Ted is the manager of a very successful business, and he’s frustrated. Whenever he asks a direct report to take on a task, he finds that his expectations aren’t met, even though he is certain there was mutual agreement on what would happen next. “We’ll have an iron-clad agreement,” he says. “But no matter what I say, I cannot get what I want.” My answer surprised him.
Why is Ted struggling to get what he wants out of his team? Because he’s a winner. At work and at home, Ted likes to win discussions. He likes to hear the other person agree with him. It feels good.
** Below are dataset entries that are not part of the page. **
//! JSON encoding for values, records and whole collections.
//!
//! The persisted file is a JSON array of objects, pretty-printed with tab
//! indentation. Empty (or whitespace-only) content decodes to an empty
//! collection so that a freshly created file is readable.

use crate::error::{CodecError, CodecResult};
use crate::limits::check_record;
use crate::record::Record;
use crate::value::{Number, Value};
use serde::de::{self, Deserialize, Deserializer, MapAccess, SeqAccess, Visitor};
use serde::ser::{self, Serialize, SerializeMap, SerializeSeq, Serializer};
use std::collections::BTreeMap;
use std::fmt;

/// Indentation used for the persisted file.
const INDENT: &[u8] = b"\t";

/// Encodes a collection as a pretty-printed JSON array.
///
/// # Errors
///
/// Returns `NonFiniteFloat` or `NestingTooDeep` if a record could not be
/// read back, and `EncodingFailed` if serialization fails.
pub fn to_json(records: &[Record]) -> CodecResult<Vec<u8>> {
    records.iter().try_for_each(check_record)?;

    let mut buf = Vec::new();
    let formatter = serde_json::ser::PrettyFormatter::with_indent(INDENT);
    let mut ser = serde_json::Serializer::with_formatter(&mut buf, formatter);
    records
        .serialize(&mut ser)
        .map_err(|e| CodecError::encoding_failed(e.to_string()))?;
    Ok(buf)
}

/// Decodes a collection from JSON bytes.
///
/// # Errors
///
/// Returns `DecodingFailed` if the bytes are not a JSON array of objects.
pub fn from_json(bytes: &[u8]) -> CodecResult<Vec<Record>> {
    if bytes.iter().all(u8::is_ascii_whitespace) {
        return Ok(Vec::new());
    }
    serde_json::from_slice(bytes).map_err(|e| CodecError::decoding_failed(e.to_string()))
}

/// Parses a single JSON value from text.
///
/// # Errors
///
/// Returns `DecodingFailed` if the text is not valid JSON.
pub fn parse_value(text: &str) -> CodecResult<Value> {
    serde_json::from_str(text).map_err(|e| CodecError::decoding_failed(e.to_string()))
}

/// Parses a single JSON object from text.
///
/// # Errors
///
/// Returns `DecodingFailed` if the text is not a JSON object.
pub fn parse_record(text: &str) -> CodecResult<Record> {
    serde_json::from_str(text).map_err(|e| CodecError::decoding_failed(e.to_string()))
}

impl Serialize for Value {
    fn serialize<S: Serializer>(&self, serializer: S) -> Result<S::Ok, S::Error> {
        match self {
            Value::Null => serializer.serialize_unit(),
            Value::Bool(b) => serializer.serialize_bool(*b),
            Value::Number(Number::Int(n)) => serializer.serialize_i64(*n),
            Value::Number(Number::UInt(n)) => serializer.serialize_u64(*n),
            Value::Number(Number::Float(f)) if !f.is_finite() => Err(ser::Error::custom(
                format!("{f} has no JSON representation"),
            )),
            Value::Number(Number::Float(f)) => serializer.serialize_f64(*f),
            Value::String(s) => serializer.serialize_str(s),
            Value::Array(items) => {
                let mut seq = serializer.serialize_seq(Some(items.len()))?;
                for item in items {
                    seq.serialize_element(item)?;
                }
                seq.end()
            }
            Value::Object(record) => record.serialize(serializer),
        }
    }
}

impl Serialize for Record {
    fn serialize<S: Serializer>(&self, serializer: S) -> Result<S::Ok, S::Error> {
        let mut map = serializer.serialize_map(Some(self.len()))?;
        for (field, value) in self.iter() {
            map.serialize_entry(field, value)?;
        }
        map.end()
    }
}

struct ValueVisitor;

impl<'de> Visitor<'de> for ValueVisitor {
    type Value = Value;

    fn expecting(&self, f: &mut fmt::Formatter<'_>) -> fmt::Result {
        f.write_str("any JSON value")
    }

    fn visit_bool<E: de::Error>(self, v: bool) -> Result<Value, E> {
        Ok(Value::Bool(v))
    }

    fn visit_i64<E: de::Error>(self, v: i64) -> Result<Value, E> {
        Ok(Value::Number(Number::Int(v)))
    }

    fn visit_u64<E: de::Error>(self, v: u64) -> Result<Value, E> {
        Ok(Value::Number(Number::UInt(v)))
    }

    fn visit_f64<E: de::Error>(self, v: f64) -> Result<Value, E> {
        Ok(Value::Number(Number::Float(v)))
    }

    fn visit_str<E: de::Error>(self, v: &str) -> Result<Value, E> {
        Ok(Value::String(v.to_string()))
    }

    fn visit_string<E: de::Error>(self, v: String) -> Result<Value, E> {
        Ok(Value::String(v))
    }

    fn visit_unit<E: de::Error>(self) -> Result<Value, E> {
        Ok(Value::Null)
    }

    fn visit_none<E: de::Error>(self) -> Result<Value, E> {
        Ok(Value::Null)
    }

    fn visit_some<D: Deserializer<'de>>(self, deserializer: D) -> Result<Value, D::Error> {
        Value::deserialize(deserializer)
    }

    fn visit_seq<A: SeqAccess<'de>>(self, mut seq: A) -> Result<Value, A::Error> {
        let mut items = Vec::with_capacity(seq.size_hint().unwrap_or(0));
        while let Some(item) = seq.next_element()? {
            items.push(item);
        }
        Ok(Value::Array(items))
    }

    fn visit_map<A: MapAccess<'de>>(self, map: A) -> Result<Value, A::Error> {
        RecordVisitor.visit_map(map).map(Value::Object)
    }
}

impl<'de> Deserialize<'de> for Value {
    fn deserialize<D: Deserializer<'de>>(deserializer: D) -> Result<Self, D::Error> {
        deserializer.deserialize_any(ValueVisitor)
    }
}

struct RecordVisitor;

impl<'de> Visitor<'de> for RecordVisitor {
    type Value = Record;

    fn expecting(&self, f: &mut fmt::Formatter<'_>) -> fmt::Result {
        f.write_str("a JSON object")
    }

    fn visit_map<A: MapAccess<'de>>(self, mut map: A) -> Result<Record, A::Error> {
        let mut fields = BTreeMap::new();
        while let Some((field, value)) = map.next_entry::<String, Value>()? {
            fields.insert(field, value);
        }
        Ok(Record::from(fields))
    }
}

impl<'de> Deserialize<'de> for Record {
    fn deserialize<D: Deserializer<'de>>(deserializer: D) -> Result<Self, D::Error> {
        deserializer.deserialize_map(RecordVisitor)
    }
}

// Values that cannot be encoded fall back to their debug form.
impl fmt::Display for Value {
    fn fmt(&self, f: &mut fmt::Formatter<'_>) -> fmt::Result {
        match serde_json::to_string(self) {
            Ok(text) => f.write_str(&text),
            Err(_) => write!(f, "{self:?}"),
        }
    }
}

impl fmt::Display for Record {
    fn fmt(&self, f: &mut fmt::Formatter<'_>) -> fmt::Result {
        match serde_json::to_string(self) {
            Ok(text) => f.write_str(&text),
            Err(_) => write!(f, "{self:?}"),
        }
    }
}
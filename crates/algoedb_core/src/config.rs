//! Database configuration.

use crate::error::{CoreError, CoreResult};
use algoedb_codec::Record;
use std::fmt;
use std::path::{Path, PathBuf};
use std::sync::Arc;

/// Pluggable schema check applied to every inserted record.
///
/// Any `Fn(&Record) -> bool + Send + Sync` closure is a validator.
pub trait SchemaValidator: Send + Sync {
    /// Returns true if `record` may be stored.
    fn validate(&self, record: &Record) -> bool;
}

impl<F> SchemaValidator for F
where
    F: Fn(&Record) -> bool + Send + Sync,
{
    fn validate(&self, record: &Record) -> bool {
        self(record)
    }
}

/// Where a database keeps its records, as derived from a [`Config`].
#[derive(Debug, Clone, PartialEq, Eq)]
pub enum StorageMode {
    /// Records live only in memory; nothing is read or written.
    Memory,
    /// Records are loaded from the file (when autoload is on) but
    /// mutations are never written back.
    ReadOnlySeed(PathBuf),
    /// Records are loaded from and persisted to the file.
    Persistent(PathBuf),
}

/// Configuration for opening a database.
#[derive(Clone)]
pub struct Config {
    /// Backing file. `None` or an empty path means no file.
    pub path: Option<PathBuf>,

    /// Explicit memory-only request. `None` means "decide from `path`".
    pub only_in_memory: Option<bool>,

    /// Whether to load existing file content when opening.
    pub autoload: bool,

    /// Optional schema check for inserts.
    pub schema_validator: Option<Arc<dyn SchemaValidator>>,
}

impl Default for Config {
    fn default() -> Self {
        Self {
            path: None,
            only_in_memory: None,
            autoload: true,
            schema_validator: None,
        }
    }
}

impl fmt::Debug for Config {
    fn fmt(&self, f: &mut fmt::Formatter<'_>) -> fmt::Result {
        f.debug_struct("Config")
            .field("path", &self.path)
            .field("only_in_memory", &self.only_in_memory)
            .field("autoload", &self.autoload)
            .field("schema_validator", &self.schema_validator.is_some())
            .finish()
    }
}

impl Config {
    /// Creates a new configuration with default values.
    #[must_use]
    pub fn new() -> Self {
        Self::default()
    }

    /// Creates a configuration for a memory-only database.
    #[must_use]
    pub fn in_memory() -> Self {
        Self::new().only_in_memory(true)
    }

    /// Sets the backing file path.
    #[must_use]
    pub fn path(mut self, path: impl Into<PathBuf>) -> Self {
        self.path = Some(path.into());
        self
    }

    /// Sets the memory-only flag explicitly.
    #[must_use]
    pub const fn only_in_memory(mut self, value: bool) -> Self {
        self.only_in_memory = Some(value);
        self
    }

    /// Sets whether existing file content is loaded on open.
    #[must_use]
    pub const fn autoload(mut self, value: bool) -> Self {
        self.autoload = value;
        self
    }

    /// Sets the schema validator.
    #[must_use]
    pub fn schema_validator(mut self, validator: impl SchemaValidator + 'static) -> Self {
        self.schema_validator = Some(Arc::new(validator));
        self
    }

    /// Returns the configured path, treating an empty path as none.
    #[must_use]
    pub fn effective_path(&self) -> Option<&Path> {
        self.path
            .as_deref()
            .filter(|p| !p.as_os_str().is_empty())
    }

    /// Validates the combination of settings and returns the storage mode.
    ///
    /// # Errors
    ///
    /// Returns `Configuration` if persistence was explicitly requested
    /// (`only_in_memory(false)`) without a path.
    pub fn resolve(&self) -> CoreResult<StorageMode> {
        match (self.effective_path(), self.only_in_memory) {
            (None, Some(false)) => Err(CoreError::configuration(
                "only_in_memory cannot be disabled without a path",
            )),
            (None, _) => Ok(StorageMode::Memory),
            (Some(path), Some(true)) => Ok(StorageMode::ReadOnlySeed(path.to_path_buf())),
            (Some(path), _) => Ok(StorageMode::Persistent(path.to_path_buf())),
        }
    }
}
//! Error types for AlgoeDB core.

use algoedb_codec::CodecError;
use algoedb_storage::StorageError;
use thiserror::Error;

/// Result type for core operations.
pub type CoreResult<T> = Result<T, CoreError>;

/// Errors that can occur in AlgoeDB core operations.
#[derive(Debug, Error)]
pub enum CoreError {
    /// The configuration combination is not allowed.
    #[error("configuration error: {message}")]
    Configuration {
        /// Description of the problem.
        message: String,
    },

    /// A record was rejected by the schema validator.
    #[error("record failed schema validation: {record}")]
    Validation {
        /// JSON rendering of the rejected record.
        record: String,
    },

    /// A query matched no records on an operation that requires a match.
    #[error("{operation}: no record matched the query")]
    NotFound {
        /// The operation that found nothing.
        operation: &'static str,
    },

    /// The persisted content could not be decoded.
    #[error("corrupt store at {location}: {message}")]
    CorruptStore {
        /// Where the content was read from.
        location: String,
        /// Description of the decoding failure.
        message: String,
    },

    /// Reading or durably replacing the backing file failed.
    #[error("persistence failed: {0}")]
    Persistence(#[from] StorageError),

    /// The collection could not be encoded for persistence.
    #[error("codec error: {0}")]
    Codec(#[from] CodecError),

    /// A regular expression failed to compile.
    #[error("invalid pattern {pattern:?}: {message}")]
    InvalidPattern {
        /// The rejected pattern.
        pattern: String,
        /// Compiler diagnostic.
        message: String,
    },
}

impl CoreError {
    /// Creates a configuration error.
    pub fn configuration(message: impl Into<String>) -> Self {
        Self::Configuration {
            message: message.into(),
        }
    }

    /// Creates a not found error for `operation`.
    pub fn not_found(operation: &'static str) -> Self {
        Self::NotFound { operation }
    }

    /// Creates a corrupt store error.
    pub fn corrupt_store(location: impl Into<String>, message: impl Into<String>) -> Self {
        Self::CorruptStore {
            location: location.into(),
            message: message.into(),
        }
    }

    /// Returns true if this is a [`CoreError::NotFound`].
    pub fn is_not_found(&self) -> bool {
        matches!(self, Self::NotFound { .. })
    }

    /// Returns true if this is a [`CoreError::Persistence`].
    pub fn is_persistence(&self) -> bool {
        matches!(self, Self::Persistence(_))
    }
}

#[cfg(test)]
mod tests {
    use super::*;

    #[test]
    fn not_found_names_operation() {
        let err = CoreError::not_found("find_one");
        assert!(err.is_not_found());
        assert_eq!(err.to_string(), "find_one: no record matched the query");
    }

    #[test]
    fn storage_errors_become_persistence() {
        let err: CoreError = StorageError::Injected("disk full".into()).into();
        assert!(err.is_persistence());
        assert!(err.to_string().contains("disk full"));
    }
}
But it’s not working. Ted would get more engagement from his direct reports if he focused on learning rather than winning. If he were present and operating from his Learner/Researcher, Ted and his team just might come up with strategies and solutions they really can agree on.
Unfortunately, Ted probably won’t change. Being a winner is comfortable for him. Dealing with the world from your Knower/Judger persona is always more comfortable than operating from your L/R persona and exploring doubt. Comfort, however, gets in the way of achieving your goals.
Last month I talked about Marshall Goldsmith’s 20 bad habits for managers. These habits are behaviors that we become comfortable with based on our K/J patterns. Winning is a huge comfort zone for typical corporate managers. Yet winning is usually only adrenaline for the moment. Measured against the long-term goal (perhaps of trust, camaraderie, teamwork, harmony), winning can actually be losing.
When we aggressively press the agenda until we win, we’ve succeeded only in engaging others’ K/Js, and we probably repeat a pattern that hasn’t worked so far.
We all know people (managers, parents, coaches) who like to win. Do you like working with these folks? Or do you merely adapt to accept your one-down position? Is this in the best interest of your team’s (or your) mission? Do you sometimes let the boss get his way and revel in the result when it doesn’t work out as he or she expected? Nice feeling, huh?
I’m comfortable eating everything on my plate (charter member of the clean plate club, circa 1950). But the data suggests that exercising this behavior just for the sake of being comfortable doesn’t help me reach my goal of getting below 180 pounds.
Just as I’m confronted with the opportunity to get clear about the “clean plate” thing every time I eat food off a plate (will I meet my emotional need or obtain my weight goal of 180 pounds?), you too are frequently faced with opportunities to change. We all are. But we don’t recognize them, because we are operating in our K/J personas, which operate to guide us to do what we’ve always done without having to really think about it. And then we wonder why we’re not getting where we want to get.
We are creatures of our habits. As Pogo said, “We have met the enemy and he is us.” The first step is to recognize that what you’re doing meets some emotional need. Eating. Drinking. Winning. Losing. Not talking to strangers. Not picking up the phone and making outbound calls. Avoiding certain people.
The moment you recognize this dynamic, you have a choice. Steven Covey said it 15 years ago: “Between stimulus and response there is a space. In that space lies our freedom and power to choose our response. In those choices lie our growth and our happiness.”